Entries shown Block Start

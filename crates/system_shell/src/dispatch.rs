//! Dispatch policy mapping one log entry to rendered output.

use system_shell_contract::{CommandOutput, ParsedCommand, ShellEffect, ShellError};

use crate::registry::{CommandRegistry, RenderContext};

/// Result of dispatching one log entry.
#[derive(Debug, Clone, PartialEq, Eq)]
pub struct DispatchOutcome {
    /// Rendered output.
    pub output: CommandOutput,
    /// One-time effect; only ever present for a fresh entry that rendered successfully.
    pub effect: Option<ShellEffect>,
}

impl DispatchOutcome {
    fn output(output: CommandOutput) -> Self {
        Self {
            output,
            effect: None,
        }
    }
}

/// Dispatches `log[index]`.
///
/// Blank entries render a blank placeholder, unknown verbs a not-found line, and verbs outside
/// the argument allowlist a `Usage: <verb>` line whenever arguments are present. Everything else
/// is delegated to the verb's renderer, which validates its own arguments.
pub fn dispatch_entry(
    registry: &CommandRegistry,
    log: &[String],
    index: usize,
    fresh: bool,
) -> DispatchOutcome {
    let Some(raw) = log.get(index) else {
        return DispatchOutcome::output(CommandOutput::blank());
    };
    let parsed = ParsedCommand::parse(raw);
    if parsed.is_blank() {
        return DispatchOutcome::output(CommandOutput::blank());
    }
    let Some((descriptor, renderer)) = registry.resolve(&parsed.verb) else {
        return DispatchOutcome::output(CommandOutput::not_found(raw));
    };
    if !descriptor.accepts_args && !parsed.args.is_empty() {
        let usage = ShellError::usage(format!("Usage: {}", descriptor.name));
        return DispatchOutcome::output(usage.into_output());
    }

    let context = RenderContext {
        log,
        index,
        fresh,
        registry,
    };
    match renderer.render(&parsed.args, &context) {
        Ok(output) => DispatchOutcome {
            effect: if fresh {
                renderer.one_shot(&parsed.args, &context)
            } else {
                None
            },
            output,
        },
        Err(error) => DispatchOutcome::output(error.into_output()),
    }
}

#[cfg(test)]
mod tests {
    use std::{cell::Cell, rc::Rc};

    use pretty_assertions::assert_eq;
    use system_shell_contract::{CommandDescriptor, OutputKind};

    use super::*;
    use crate::registry::ContentRenderer;

    struct Counting {
        descriptor: CommandDescriptor,
        one_shots: Rc<Cell<usize>>,
    }

    impl ContentRenderer for Counting {
        fn descriptor(&self) -> CommandDescriptor {
            self.descriptor.clone()
        }

        fn render(
            &self,
            args: &[String],
            _context: &RenderContext<'_>,
        ) -> Result<CommandOutput, ShellError> {
            if args.first().map(String::as_str) == Some("bad") {
                return Err(ShellError::usage("Usage: open go <id>"));
            }
            Ok(CommandOutput::text_lines(["ok"]))
        }

        fn one_shot(&self, _args: &[String], _context: &RenderContext<'_>) -> Option<ShellEffect> {
            self.one_shots.set(self.one_shots.get() + 1);
            Some(ShellEffect::open_new_tab("https://example.com"))
        }
    }

    fn registry_with(descriptor: CommandDescriptor) -> (CommandRegistry, Rc<Cell<usize>>) {
        let registry = CommandRegistry::new();
        let one_shots = Rc::new(Cell::new(0));
        registry.register(Rc::new(Counting {
            descriptor,
            one_shots: one_shots.clone(),
        }));
        (registry, one_shots)
    }

    fn log(lines: &[&str]) -> Vec<String> {
        lines.iter().map(|line| line.to_string()).collect()
    }

    #[test]
    fn blank_entry_renders_placeholder() {
        let (registry, _) = registry_with(CommandDescriptor::public("about", "a"));
        let outcome = dispatch_entry(&registry, &log(&["   "]), 0, true);
        assert_eq!(outcome.output, CommandOutput::blank());
        assert_eq!(outcome.effect, None);
    }

    #[test]
    fn unknown_verb_echoes_raw_line() {
        let (registry, _) = registry_with(CommandDescriptor::public("about", "a"));
        let outcome = dispatch_entry(&registry, &log(&["foo bar"]), 0, false);
        assert_eq!(outcome.output.kind, OutputKind::NotFound);
        assert_eq!(
            outcome.output.display_lines(),
            vec!["command not found: foo bar"]
        );
    }

    #[test]
    fn non_argument_verb_with_args_gets_usage_and_no_effect() {
        let (registry, one_shots) = registry_with(CommandDescriptor::public("about", "a"));
        let outcome = dispatch_entry(&registry, &log(&["about extra"]), 0, true);
        assert_eq!(outcome.output.kind, OutputKind::Usage);
        assert_eq!(outcome.output.display_lines(), vec!["Usage: about"]);
        assert_eq!(outcome.effect, None);
        assert_eq!(one_shots.get(), 0);
    }

    #[test]
    fn renderer_usage_error_suppresses_one_shot() {
        let (registry, one_shots) =
            registry_with(CommandDescriptor::public("open", "o").with_args());
        let outcome = dispatch_entry(&registry, &log(&["open bad"]), 0, true);
        assert_eq!(outcome.output.kind, OutputKind::Usage);
        assert_eq!(one_shots.get(), 0);
    }

    #[test]
    fn one_shot_only_fires_for_fresh_entries() {
        let (registry, one_shots) =
            registry_with(CommandDescriptor::public("open", "o").with_args());
        let entries = log(&["open go 1"]);

        let stale = dispatch_entry(&registry, &entries, 0, false);
        assert_eq!(stale.effect, None);
        assert_eq!(one_shots.get(), 0);

        let fresh = dispatch_entry(&registry, &entries, 0, true);
        assert_eq!(
            fresh.effect,
            Some(ShellEffect::open_new_tab("https://example.com"))
        );
        assert_eq!(one_shots.get(), 1);
    }

    #[test]
    fn out_of_range_index_renders_blank() {
        let (registry, _) = registry_with(CommandDescriptor::public("about", "a"));
        let outcome = dispatch_entry(&registry, &[], 3, true);
        assert_eq!(outcome.output, CommandOutput::blank());
    }
}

Entries shown Block End

### Aim of the exercise
Repeat every entry exactly. Nothing may be dropped.

### Expected answer
filename crates/system_shell/src/dispatch.rs
//! Dispatch policy mapping one log entry to rendered output.

use system_shell_contract::{CommandOutput, ParsedCommand, ShellEffect, ShellError};

use crate::registry::{CommandRegistry, RenderContext};

/// Result of dispatching one log entry.
#[derive(Debug, Clone, PartialEq, Eq)]
pub struct DispatchOutcome {
    /// Rendered output.
    pub output: CommandOutput,
    /// One-time effect; only ever present for a fresh entry that rendered successfully.
    pub effect: Option<ShellEffect>,
}

impl DispatchOutcome {
    fn output(output: CommandOutput) -> Self {
        Self {
            output,
            effect: None,
        }
    }
}

/// Dispatches `log[index]`.
///
/// Blank entries render a blank placeholder, unknown verbs a not-found line, and verbs outside
/// the argument allowlist a `Usage: <verb>` line whenever arguments are present. Everything else
/// is delegated to the verb's renderer, which validates its own arguments.
pub fn dispatch_entry(
    registry: &CommandRegistry,
    log: &[String],
    index: usize,
    fresh: bool,
) -> DispatchOutcome {
    let Some(raw) = log.get(index) else {
        return DispatchOutcome::output(CommandOutput::blank());
    };
    let parsed = ParsedCommand::parse(raw);
    if parsed.is_blank() {
        return DispatchOutcome::output(CommandOutput::blank());
    }
    let Some((descriptor, renderer)) = registry.resolve(&parsed.verb) else {
        return DispatchOutcome::output(CommandOutput::not_found(raw));
    };
    if !descriptor.accepts_args && !parsed.args.is_empty() {
        let usage = ShellError::usage(format!("Usage: {}", descriptor.name));
        return DispatchOutcome::output(usage.into_output());
    }

    let context = RenderContext {
        log,
        index,
        fresh,
        registry,
    };
    match renderer.render(&parsed.args, &context) {
        Ok(output) => DispatchOutcome {
            effect: if fresh {
                renderer.one_shot(&parsed.args, &context)
            } else {
                None
            },
            output,
        },
        Err(error) => DispatchOutcome::output(error.into_output()),
    }
}

#[cfg(test)]
mod tests {
    use std::{cell::Cell, rc::Rc};

    use pretty_assertions::assert_eq;
    use system_shell_contract::{CommandDescriptor, OutputKind};

    use super::*;
    use crate::registry::ContentRenderer;

    struct Counting {
        descriptor: CommandDescriptor,
        one_shots: Rc<Cell<usize>>,
    }

    impl ContentRenderer for Counting {
        fn descriptor(&self) -> CommandDescriptor {
            self.descriptor.clone()
        }

        fn render(
            &self,
            args: &[String],
            _context: &RenderContext<'_>,
        ) -> Result<CommandOutput, ShellError> {
            if args.first().map(String::as_str) == Some("bad") {
                return Err(ShellError::usage("Usage: open go <id>"));
            }
            Ok(CommandOutput::text_lines(["ok"]))
        }

        fn one_shot(&self, _args: &[String], _context: &RenderContext<'_>) -> Option<ShellEffect> {
            self.one_shots.set(self.one_shots.get() + 1);
            Some(ShellEffect::open_new_tab("https://example.com"))
        }
    }

    fn registry_with(descriptor: CommandDescriptor) -> (CommandRegistry, Rc<Cell<usize>>) {
        let registry = CommandRegistry::new();
        let one_shots = Rc::new(Cell::new(0));
        registry.register(Rc::new(Counting {
            descriptor,
            one_shots: one_shots.clone(),
        }));
        (registry, one_shots)
    }

    fn log(lines: &[&str]) -> Vec<String> {
        lines.iter().map(|line| line.to_string()).collect()
    }

    #[test]
    fn blank_entry_renders_placeholder() {
        let (registry, _) = registry_with(CommandDescriptor::public("about", "a"));
        let outcome = dispatch_entry(&registry, &log(&["   "]), 0, true);
        assert_eq!(outcome.output, CommandOutput::blank());
        assert_eq!(outcome.effect, None);
    }

    #[test]
    fn unknown_verb_echoes_raw_line() {
        let (registry, _) = registry_with(CommandDescriptor::public("about", "a"));
        let outcome = dispatch_entry(&registry, &log(&["foo bar"]), 0, false);
        assert_eq!(outcome.output.kind, OutputKind::NotFound);
        assert_eq!(
            outcome.output.display_lines(),
            vec!["command not found: foo bar"]
        );
    }

    #[test]
    fn non_argument_verb_with_args_gets_usage_and_no_effect() {
        let (registry, one_shots) = registry_with(CommandDescriptor::public("about", "a"));
        let outcome = dispatch_entry(&registry, &log(&["about extra"]), 0, true);
        assert_eq!(outcome.output.kind, OutputKind::Usage);
        assert_eq!(outcome.output.display_lines(), vec!["Usage: about"]);
        assert_eq!(outcome.effect, None);
        assert_eq!(one_shots.get(), 0);
    }

    #[test]
    fn renderer_usage_error_suppresses_one_shot() {
        let (registry, one_shots) =
            registry_with(CommandDescriptor::public("open", "o").with_args());
        let outcome = dispatch_entry(&registry, &log(&["open bad"]), 0, true);
        assert_eq!(outcome.output.kind, OutputKind::Usage);
        assert_eq!(one_shots.get(), 0);
    }

    #[test]
    fn one_shot_only_fires_for_fresh_entries() {
        let (registry, one_shots) =
            registry_with(CommandDescriptor::public("open", "o").with_args());
        let entries = log(&["open go 1"]);

        let stale = dispatch_entry(&registry, &entries, 0, false);
        assert_eq!(stale.effect, None);
        assert_eq!(one_shots.get(), 0);

        let fresh = dispatch_entry(&registry, &entries, 0, true);
        assert_eq!(
            fresh.effect,
            Some(ShellEffect::open_new_tab("https://example.com"))
        );
        assert_eq!(one_shots.get(), 1);
    }

    #[test]
    fn out_of_range_index_renders_blank() {
        let (registry, _) = registry_with(CommandDescriptor::public("about", "a"));
        let outcome = dispatch_entry(&registry, &[], 3, true);
        assert_eq!(outcome.output, CommandOutput::blank());
    }
}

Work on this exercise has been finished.